Susan Collins Opposes Family Separation Policy, Also Opposes Bill That Would Stop It

Congress

Sen. Susan Collins of Maine and fellow GOP Sen. Jeff Flake authored a letter to Homeland Security secretary Kirstjen Nielsen and her DHHS counterpart Alex Azar this weekend, demanding that she explain discrepancies between what Nielsen told Congress about the administration’s family separation policy and reality.

“Ensuring the safety and security of young children is a longstanding priority of the American legal system,” Flake said in a statement. “In asylum cases, it is especially important to keep families together when neither the child nor the parent has violated any laws.”

Like a good Centrist Republican member 0f Congress, however, Collins doesn’t want to actually fix the problem by rushing too far to the left, i.e. demanding that the administration stop breaking up families. Instead, she wants to find a middle ground where everyone can come together: changing absolutely nothing.

The Portland Press Herald reports:

“What the administration has decided to do is to separate children from their parents to try to send a message that if you cross the border with children, your children are going to be ripped away from you,” Collins said. “That’s traumatizing to the children who are innocent victims, and it is contrary to our values in this country.”
[…]
Asked by “Face the Nation” host Margaret Brennan what she is doing to stop the separations, Collins said the “Keep Families Together Act,” introduced by Sen. Diane Feinstein, D-California, is not the answer because it is far too broad.
“And would essentially prevent arrest within 100 miles of the border, even if the person has committed a serious crime or suspected of terrorist activities.” she said.

What does Collins want instead?

Collins called the Democratic Senate bill too broad and said she instead supports the bipartisan immigration deal that fell apart in February. That bill would have created a pathway to citizenship for the nearly 2 million undocumented immigrants who came to the U.S. as children and opened up $25 billion for border security. The bill failed to get the 60 votes necessary to advance it, after furious, last-minute opposition by the White House.

Yep, that’s right: Collins opposes a bill that’ll actually prevent the Trump administration from doing very thing she admits is traumatizing to children, in favor of a compromise that has already failed—because Trump opposed it.

“It is incumbent on members of the Senate of both parties to take a moral stand and not resort to hand wringing rhetoric,” Portland, ME activist Susie Crimmins told the Press Herald. “It is spin. She wants to say she is concerned and yet she is not willing to step out in front and do what is necessary to stop it.”
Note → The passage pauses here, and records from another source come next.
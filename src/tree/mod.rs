pub mod origin;
pub mod render;
pub mod topology;

pub use origin::{OriginBatch, OriginTree, TreeChange};
pub use render::{NodeClassifier, RenderTree};
pub use topology::{StructuralInfo, TopologyIndex};

use std::ops::ControlFlow;

use crate::document::NodeKey;
use crate::error::Result;

/// Read access shared by the origin tree and its render projection.
pub trait FlowTree {
    fn index(&self) -> &TopologyIndex<NodeKey>;

    fn root(&self) -> NodeKey {
        self.index().root()
    }

    fn contains(&self, key: NodeKey) -> bool {
        self.index().contains(key)
    }

    fn info(&self, key: NodeKey) -> Option<&StructuralInfo<NodeKey>> {
        self.index().info(key)
    }

    fn parent(&self, key: NodeKey) -> Option<NodeKey> {
        self.index().parent(key)
    }

    fn prev(&self, key: NodeKey) -> Option<NodeKey> {
        self.index().prev(key)
    }

    fn next(&self, key: NodeKey) -> Option<NodeKey> {
        self.index().next(key)
    }

    fn children(&self, key: NodeKey) -> &[NodeKey] {
        self.index().children(key)
    }

    fn traverse<F>(&self, start: NodeKey, visitor: F) -> ControlFlow<()>
    where
        F: FnMut(NodeKey, usize, usize) -> ControlFlow<()>,
        Self: Sized,
    {
        self.index().traverse(start, visitor)
    }
}

/// Structural edits. Only the origin tree accepts them.
pub trait StructureMut {
    fn add_child(&mut self, parent: NodeKey, child: NodeKey, index: Option<usize>) -> Result<()>;

    fn insert_after(&mut self, before: NodeKey, after: NodeKey) -> Result<()>;

    fn remove_parent(&mut self, node: NodeKey) -> Result<()>;

    fn remove(&mut self, node: NodeKey, with_children: bool) -> Result<Vec<NodeKey>>;

    fn move_children(&mut self, parent: NodeKey, nodes: &[NodeKey], index: usize) -> Result<()>;
}
use std::collections::HashMap;
use std::fmt;
use std::rc::Rc;

use serde_json::{Map, Value};

use crate::kinds::{KindEntry, NodeView};
use crate::layout::GeometryState;

/// Generational handle to a node owned by a document.
#[derive(Debug, Clone, Copy, PartialEq, Eq, Hash, PartialOrd, Ord)]
pub struct NodeKey {
    index: u32,
    generation: u32,
}

impl NodeKey {
    pub(crate) fn new(index: u32, generation: u32) -> Self {
        Self { index, generation }
    }

    pub fn index(self) -> u32 {
        self.index
    }

    pub fn generation(self) -> u32 {
        self.generation
    }
}

impl fmt::Display for NodeKey {
    fn fmt(&self, f: &mut fmt::Formatter<'_>) -> fmt::Result {
        write!(f, "n{}", self.index)
    }
}

pub struct FlowNode {
    id: String,
    entry: Rc<KindEntry>,
    pub data: Option<Value>,
    pub meta: Option<Map<String, Value>>,
    synthetic: bool,
    pub(crate) geometry: GeometryState,
    /// State attached by outer layers (hover, selection, ...). Survives reloads.
    pub ui_state: Map<String, Value>,
}

impl FlowNode {
    pub(crate) fn new(
        id: impl Into<String>,
        entry: Rc<KindEntry>,
        synthetic: bool,
        geometry: GeometryState,
    ) -> Self {
        Self {
            id: id.into(),
            entry,
            data: None,
            meta: None,
            synthetic,
            geometry,
            ui_state: Map::new(),
        }
    }

    pub fn id(&self) -> &str {
        &self.id
    }

    pub fn kind(&self) -> &str {
        &self.entry.kind
    }

    pub fn entry(&self) -> &KindEntry {
        &self.entry
    }

    pub(crate) fn set_entry(&mut self, entry: Rc<KindEntry>) {
        self.entry = entry;
    }

    pub fn is_synthetic(&self) -> bool {
        self.synthetic
    }

    pub fn is_container(&self) -> bool {
        self.entry.meta.is_container()
    }

    pub fn is_hidden(&self) -> bool {
        self.entry.meta.is_hidden()
    }

    pub fn geometry(&self) -> &GeometryState {
        &self.geometry
    }

    pub fn view(&self) -> NodeView<'_> {
        NodeView {
            id: &self.id,
            kind: &self.entry.kind,
            data: self.data.as_ref(),
        }
    }
}

impl fmt::Debug for FlowNode {
    fn fmt(&self, f: &mut fmt::Formatter<'_>) -> fmt::Result {
        f.debug_struct("FlowNode")
            .field("id", &self.id)
            .field("kind", &self.entry.kind)
            .field("synthetic", &self.synthetic)
            .finish_non_exhaustive()
    }
}

struct Slot {
    generation: u32,
    node: Option<FlowNode>,
}

impl Slot {
    fn holds(&self, key: NodeKey) -> bool {
        self.generation == key.generation && self.node.is_some()
    }
}

/// Slot storage for live nodes with id lookup and creation order.
///
/// Removed keys stay in `order` as tombstones until they outnumber the live
/// keys, then the vector is compacted in one sweep.
#[derive(Default)]
pub struct NodeArena {
    slots: Vec<Slot>,
    free_list: Vec<u32>,
    ids: HashMap<String, NodeKey>,
    order: Vec<NodeKey>,
    live: usize,
}

impl NodeArena {
    pub fn new() -> Self {
        Self::default()
    }

    pub fn insert(&mut self, node: FlowNode) -> NodeKey {
        let id = node.id.clone();
        let key = match self.free_list.pop() {
            Some(index) => {
                let slot = &mut self.slots[index as usize];
                slot.generation += 1;
                slot.node = Some(node);
                NodeKey::new(index, slot.generation)
            }
            None => {
                let index = self.slots.len() as u32;
                self.slots.push(Slot {
                    generation: 0,
                    node: Some(node),
                });
                NodeKey::new(index, 0)
            }
        };
        self.ids.insert(id, key);
        self.order.push(key);
        self.live += 1;
        key
    }

    pub fn remove(&mut self, key: NodeKey) -> Option<FlowNode> {
        let slot = self.slots.get_mut(key.index as usize)?;
        if slot.generation != key.generation {
            return None;
        }
        let node = slot.node.take()?;
        self.free_list.push(key.index);
        if self.ids.get(&node.id) == Some(&key) {
            self.ids.remove(&node.id);
        }
        self.live -= 1;
        if self.order.len() > 2 * self.live {
            self.compact();
        }
        Some(node)
    }

    fn compact(&mut self) {
        let slots = &self.slots;
        self.order
            .retain(|key| slots.get(key.index as usize).is_some_and(|slot| slot.holds(*key)));
    }

    pub fn get(&self, key: NodeKey) -> Option<&FlowNode> {
        let slot = self.slots.get(key.index as usize)?;
        if slot.generation != key.generation {
            return None;
        }
        slot.node.as_ref()
    }

    pub fn get_mut(&mut self, key: NodeKey) -> Option<&mut FlowNode> {
        let slot = self.slots.get_mut(key.index as usize)?;
        if slot.generation != key.generation {
            return None;
        }
        slot.node.as_mut()
    }

    pub fn key_of(&self, id: &str) -> Option<NodeKey> {
        self.ids.get(id).copied()
    }

    pub fn contains(&self, key: NodeKey) -> bool {
        self.get(key).is_some()
    }

    /// Live keys in creation order.
    pub fn keys(&self) -> impl Iterator<Item = NodeKey> + '_ {
        self.order.iter().copied().filter(|key| self.contains(*key))
    }

    pub fn iter(&self) -> impl Iterator<Item = &FlowNode> {
        self.order.iter().filter_map(|key| self.get(*key))
    }

    pub fn iter_mut(&mut self) -> impl Iterator<Item = &mut FlowNode> {
        self.slots.iter_mut().filter_map(|slot| slot.node.as_mut())
    }

    pub fn len(&self) -> usize {
        self.live
    }

    pub fn is_empty(&self) -> bool {
        self.live == 0
    }
}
Collins has been in the Senate for twenty-one years, so she knows how politics works. This is the great moral issue of our time; supporting a bill that already failed over that actually has a chance of passing and would rectify the problem—especially considering Republicans are reportedly bracing for the possibility that the policy will cost them their seats in November—is nothing short of complicity and cowardice.